Work
Sarah Jane Barnett,
Hue & Cry Press, $25.00, ISBN 9780473333331
Tender Machines
Emma Neale
Otago University Press, $25.00, ISBN 9781927322345
Soundings of Hellas
John Davidson
Steele Roberts, $20.00, ISBN 9781927242957
Looking out to Sea
Kevin Ireland
Steele Roberts, $20.00, ISBN 9781927242926
I’m looking at another pile of rich, rewarding collections of poetry, looking for commonalities so that I can do them some kind of justice in the allotted space. I see that Emma Neale glosses her title by quoting two poets who likened a poem to a machine. Don Paterson is deprecatory: a poem is “just a little machine for remembering itself”; while William Carlos Williams throws the possibilities wide open with another craftily small claim: “A poem is a small (or large) machine made of words”.
I like this angle. I used to beg my students to tell me not what a poem said, but what it did – tell a story, make an argument, strike a pose, thumb its nose, whatever – in the hope of persuading them that poetry wasn’t just an instrument of introspection. Poems are devices, machines, for engaging an audience, and I wanted them to explore what the machine does when you press the button or turn the handle.
These poets put their machinery to diverse work. The machinery itself is largely conventional, though Sarah Jane Barnett and Emma Neale both prod at the boundary between verse and prose. Barnett’s long poems are devices for imagining other lives and other people, getting on with the work their peculiar circumstances enjoin. She makes the deal perfectly clear in her notes: the poems are “works of fiction that draw upon real people and events”, and she has “worked hard to be faithful to the facts”, with carefully documented sources.

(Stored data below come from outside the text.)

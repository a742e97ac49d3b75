//! Grounded operators, as handed over by a grounding component, and their
//! interned form.
//!
//! Operator names are predicate-shaped (`(transfer b0 l1 l2)`); the first
//! token is the action *schema* and is resolved once, here, into an
//! [`ActionKind`]. Everything downstream dispatches on the kind, never on
//! the name.

use std::fmt;

use crate::error::{Error, Result};
use crate::predicate::{PredId, Predicate, PredicateTable, State};

/// Which player owns an action in the two-player game.
#[derive(Debug, Copy, Clone, Eq, PartialEq, Hash, Default)]
pub enum Player {
    #[default]
    System,
    Environment,
}

/// Closed set of action variants, with the arguments the domain logic needs.
#[derive(Debug, Clone, Eq, PartialEq, Hash)]
pub enum ActionKind {
    /// Robot moves its empty gripper next to an object.
    Transit { object: String, from: String, to: String },
    /// Robot closes the gripper on an object.
    Grasp { object: String, at: String },
    /// Robot carries a grasped object.
    Transfer { object: String, from: String, to: String },
    /// Robot puts a carried object down.
    Release { object: String, at: String },
    /// The human relocates an object.
    HumanMove { object: String, from: String, to: String },
    /// Single agent move between locations (`move`, `moveleft`, ...).
    Move,
    Other,
}

impl ActionKind {
    /// Resolves the kind from a parsed operator name.
    pub fn resolve(name: &Predicate) -> Result<ActionKind> {
        let malformed = |kind: &'static str| Error::MalformedAction {
            kind,
            action: name.to_string(),
        };
        let args = &name.args;
        let kind = match name.name.as_str() {
            "transit" => match args.as_slice() {
                [object, from, to] => ActionKind::Transit {
                    object: object.clone(),
                    from: from.clone(),
                    to: to.clone(),
                },
                _ => return Err(malformed("transit")),
            },
            "grasp" => match args.as_slice() {
                [object, at] => ActionKind::Grasp {
                    object: object.clone(),
                    at: at.clone(),
                },
                _ => return Err(malformed("grasp")),
            },
            "transfer" => match args.as_slice() {
                [object, from, to] => ActionKind::Transfer {
                    object: object.clone(),
                    from: from.clone(),
                    to: to.clone(),
                },
                _ => return Err(malformed("transfer")),
            },
            "release" => match args.as_slice() {
                [object, at] => ActionKind::Release {
                    object: object.clone(),
                    at: at.clone(),
                },
                _ => return Err(malformed("release")),
            },
            "human-move" => match args.as_slice() {
                [object, from, to] => ActionKind::HumanMove {
                    object: object.clone(),
                    from: from.clone(),
                    to: to.clone(),
                },
                _ => return Err(malformed("human-move")),
            },
            schema if schema.starts_with("move") => ActionKind::Move,
            _ => ActionKind::Other,
        };
        Ok(kind)
    }

    /// The object this action puts down somewhere, with the location.
    pub fn destination(&self) -> Option<(&str, &str)> {
        match self {
            ActionKind::Transfer { object, to, .. } | ActionKind::HumanMove { object, to, .. } => {
                Some((object, to))
            }
            ActionKind::Release { object, at } => Some((object, at)),
            _ => None,
        }
    }

    /// Whether another object already sits (`(on other loc)`) at this action's destination.
    pub fn collides(&self, state: &State, table: &PredicateTable) -> bool {
        let Some((object, location)) = self.destination() else {
            return false;
        };
        state.ids().iter().any(|&id| {
            let p = table.predicate(id);
            p.name == "on" && p.args.len() == 2 && p.args[1] == location && p.args[0] != object
        })
    }

    pub fn player(&self) -> Player {
        match self {
            ActionKind::HumanMove { .. } => Player::Environment,
            _ => Player::System,
        }
    }
}

/// An operator as produced by an external grounding component.
#[derive(Debug, Clone, Eq, PartialEq)]
pub struct GroundedOperator {
    pub name: String,
    pub preconditions: Vec<String>,
    pub add_effects: Vec<String>,
    pub del_effects: Vec<String>,
    pub player: Player,
}

impl GroundedOperator {
    pub fn new<S: Into<String>>(
        name: impl Into<String>,
        preconditions: impl IntoIterator<Item = S>,
        add_effects: impl IntoIterator<Item = S>,
        del_effects: impl IntoIterator<Item = S>,
    ) -> Self {
        Self {
            name: name.into(),
            preconditions: preconditions.into_iter().map(Into::into).collect(),
            add_effects: add_effects.into_iter().map(Into::into).collect(),
            del_effects: del_effects.into_iter().map(Into::into).collect(),
            player: Player::System,
        }
    }

    pub fn owned_by(mut self, player: Player) -> Self {
        self.player = player;
        self
    }
}

/// A grounded planning task.
#[derive(Debug, Clone, Default)]
pub struct GroundedTask {
    pub facts: Vec<String>,
    pub operators: Vec<GroundedOperator>,
    pub initial: Vec<String>,
    pub goal: Vec<String>,
}

/// Counter fact for `k` environment interventions left.
pub fn interventions_left(k: usize) -> String {
    format!("(interventions-left {})", k)
}

impl GroundedTask {
    /// The same task with the environment limited to `budget` interventions
    /// over a whole run.
    ///
    /// Adds one counter fact per remaining budget, starting at `budget`.
    /// Every environment operator is grounded once per nonzero level and
    /// moves the counter one level down, so none is applicable at zero.
    pub fn with_intervention_budget(&self, budget: usize) -> Result<GroundedTask> {
        let mut task = GroundedTask {
            facts: self.facts.clone(),
            operators: Vec::with_capacity(self.operators.len()),
            initial: self.initial.clone(),
            goal: self.goal.clone(),
        };
        task.facts.extend((0..=budget).map(interventions_left));
        task.initial.push(interventions_left(budget));

        for op in &self.operators {
            let kind = ActionKind::resolve(&Predicate::parse(&op.name)?)?;
            if op.player == Player::System && kind.player() == Player::System {
                task.operators.push(op.clone());
                continue;
            }
            for k in 1..=budget {
                let mut bounded = op.clone();
                bounded.preconditions.push(interventions_left(k));
                bounded.add_effects.push(interventions_left(k - 1));
                bounded.del_effects.push(interventions_left(k));
                task.operators.push(bounded);
            }
        }
        Ok(task)
    }
}

/// An interned, immutable action.
#[derive(Debug, Clone)]
pub struct Action {
    pub name: String,
    pub schema: String,
    pub kind: ActionKind,
    pub pre: State,
    pub add: State,
    pub del: State,
    pub weight: Option<u32>,
    pub player: Player,
}

impl Action {
    /// Precondition holds and the destination (if any) is free.
    pub fn is_applicable(&self, state: &State, table: &PredicateTable) -> bool {
        state.is_superset(&self.pre) && !self.kind.collides(state, table)
    }

    /// `(state − del) ∪ add`
    pub fn successor(&self, state: &State) -> State {
        state.apply(&self.del, &self.add)
    }

    pub fn weight_or_default(&self) -> u32 {
        self.weight.unwrap_or(1)
    }
}

impl fmt::Display for Action {
    fn fmt(&self, f: &mut fmt::Formatter<'_>) -> fmt::Result {
        write!(f, "{}", self.name)
    }
}

/// A task with every fact interned; actions keep their registration order.
#[derive(Debug, Clone)]
pub struct Problem {
    pub actions: Vec<Action>,
    pub initial: State,
    pub goal: State,
}

impl Problem {
    pub fn ground(task: &GroundedTask, table: &PredicateTable) -> Result<Problem> {
        let intern = |owner: &str, facts: &[String]| -> Result<State> {
            let mut ids: Vec<PredId> = Vec::with_capacity(facts.len());
            for fact in facts {
                match table.id(fact)? {
                    Some(id) => ids.push(id),
                    None => {
                        return Err(Error::UnknownFact {
                            operator: owner.to_string(),
                            fact: fact.clone(),
                        })
                    }
                }
            }
            Ok(State::new(ids))
        };

        let mut actions = Vec::with_capacity(task.operators.len());
        for op in &task.operators {
            let parsed = Predicate::parse(&op.name)?;
            let kind = ActionKind::resolve(&parsed)?;
            let player = match kind.player() {
                Player::Environment => Player::Environment,
                Player::System => op.player,
            };
            actions.push(Action {
                name: parsed.to_string(),
                schema: parsed.name.clone(),
                kind,
                pre: intern(&op.name, &op.preconditions)?,
                add: intern(&op.name, &op.add_effects)?,
                del: intern(&op.name, &op.del_effects)?,
                weight: None,
                player,
            });
        }

        Ok(Problem {
            actions,
            initial: intern("initial state", &task.initial)?,
            goal: intern("goal", &task.goal)?,
        })
    }
}

#[cfg(test)]
mod tests {
    use test_log::test;

    use super::*;

    fn table() -> PredicateTable {
        PredicateTable::new([
            "(on b0 l1)",
            "(on b1 l2)",
            "(holding b0 l1)",
            "(to-loc b0 l2)",
            "(gripper free)",
        ])
        .unwrap()
    }

    #[test]
    fn test_resolve_kinds() {
        let kind = ActionKind::resolve(&Predicate::parse("(transfer b0 l1 l2)").unwrap()).unwrap();
        assert_eq!(kind.destination(), Some(("b0", "l2")));
        assert_eq!(kind.player(), Player::System);

        let kind = ActionKind::resolve(&Predicate::parse("(human-move b1 l2 l3)").unwrap()).unwrap();
        assert_eq!(kind.player(), Player::Environment);

        let kind = ActionKind::resolve(&Predicate::parse("(moveright l1 l2)").unwrap()).unwrap();
        assert_eq!(kind, ActionKind::Move);

        let err = ActionKind::resolve(&Predicate::parse("(grasp b0)").unwrap()).unwrap_err();
        assert!(matches!(err, Error::MalformedAction { kind: "grasp", .. }));
    }

    #[test]
    fn test_collision_with_other_object() {
        let table = table();
        let id = |f: &str| table.id(f).unwrap().unwrap();
        let state = State::new([id("(on b1 l2)"), id("(holding b0 l1)")]);

        let onto_b1 = ActionKind::resolve(&Predicate::parse("(transfer b0 l1 l2)").unwrap()).unwrap();
        assert!(onto_b1.collides(&state, &table));

        let elsewhere = ActionKind::resolve(&Predicate::parse("(transfer b0 l1 l3)").unwrap()).unwrap();
        assert!(!elsewhere.collides(&state, &table));
    }

    #[test]
    fn test_ground_and_apply() {
        let table = table();
        let task = GroundedTask {
            facts: vec![],
            operators: vec![GroundedOperator::new(
                "(transfer b0 l1 l2)",
                ["(holding b0 l1)"],
                ["(to-loc b0 l2)"],
                ["(holding b0 l1)"],
            )],
            initial: vec!["(holding b0 l1)".into(), "(on b1 l2)".into()],
            goal: vec![],
        };
        let problem = Problem::ground(&task, &table).unwrap();
        let action = &problem.actions[0];
        assert_eq!(action.schema, "transfer");

        // Blocked by b1 sitting on l2.
        assert!(!action.is_applicable(&problem.initial, &table));

        let free = State::singleton(table.id("(holding b0 l1)").unwrap().unwrap());
        assert!(action.is_applicable(&free, &table));
        let next = action.successor(&free);
        assert_eq!(next.display(&table).to_string(), "{(to-loc b0 l2)}");
    }

    #[test]
    fn test_intervention_budget() {
        let task = GroundedTask {
            facts: vec!["(on b0 l1)".into(), "(on b0 l2)".into()],
            operators: vec![
                GroundedOperator::new("(human-move b0 l1 l2)", ["(on b0 l1)"], ["(on b0 l2)"], ["(on b0 l1)"]),
                GroundedOperator::new("(nudge b0 l2 l1)", ["(on b0 l2)"], ["(on b0 l1)"], ["(on b0 l2)"])
                    .owned_by(Player::Environment),
                GroundedOperator::new("(sweep b0 l2 l1)", ["(on b0 l2)"], ["(on b0 l1)"], ["(on b0 l2)"]),
            ],
            initial: vec!["(on b0 l1)".into()],
            goal: vec![],
        };
        let bounded = task.with_intervention_budget(2).unwrap();
        assert_eq!(bounded.facts.len(), 5);
        assert_eq!(bounded.initial, vec!["(on b0 l1)", "(interventions-left 2)"]);
        // Two levels per environment operator, the system operator untouched.
        assert_eq!(bounded.operators.len(), 5);
        assert_eq!(bounded.operators.iter().filter(|op| op.name == "(sweep b0 l2 l1)").count(), 1);

        let table = PredicateTable::new(&bounded.facts).unwrap();
        let problem = Problem::ground(&bounded, &table).unwrap();
        let human = |state: &State| {
            problem
                .actions
                .iter()
                .filter(|a| a.player == Player::Environment && a.is_applicable(state, &table))
                .collect::<Vec<_>>()
        };
        let once = human(&problem.initial)[0].successor(&problem.initial);
        let twice = human(&once)[0].successor(&once);
        assert_eq!(human(&problem.initial).len(), 1);
        assert_eq!(
            twice.display(&table).to_string(),
            "{(on b0 l1), (interventions-left 0)}"
        );
        assert!(human(&twice).is_empty());

        let none = task.with_intervention_budget(0).unwrap();
        assert_eq!(none.operators.len(), 1);
    }

    #[test]
    fn test_ground_rejects_unknown_fact() {
        let table = table();
        let task = GroundedTask {
            operators: vec![GroundedOperator::new("(grasp b0 l1)", ["(to-obj b0 l1)"], [], [])],
            ..Default::default()
        };
        let err = Problem::ground(&task, &table).unwrap_err();
        assert!(matches!(err, Error::UnknownFact { .. }));
    }
}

Hence, perhaps, the sturdy, businesslike quality of much of the prose, the fragmentary economy of the verse. Sometimes the roles are switched or smudged together in poetic prose or prosy verse. Gaps and typographic dislocations feel scrupulous, as registering uncertainty about what can or should be said. The premise of each poem is an unusual or unfamiliar predicament, in which real or invented characters play out their humanity.
In “The Woman who Married a Bear”, the relationship between an asexual Department of Conservation ranger and her lesbian colleague crumbles in the despair and nastiness of any old breakup. The strangeness lies in the premise that the introduced species she is trying to exterminate from the New Zealand high country is the black bear, which is used to figure her solitary particularity. In “Ghosts”, another remarkable couple are involved in a remarkable project in a harsh, lonely place – a (real) ecologist and oncologist at the remote Global Seed Vault in remote Norway. Personal fragility becomes a figure of global genetic vulnerability.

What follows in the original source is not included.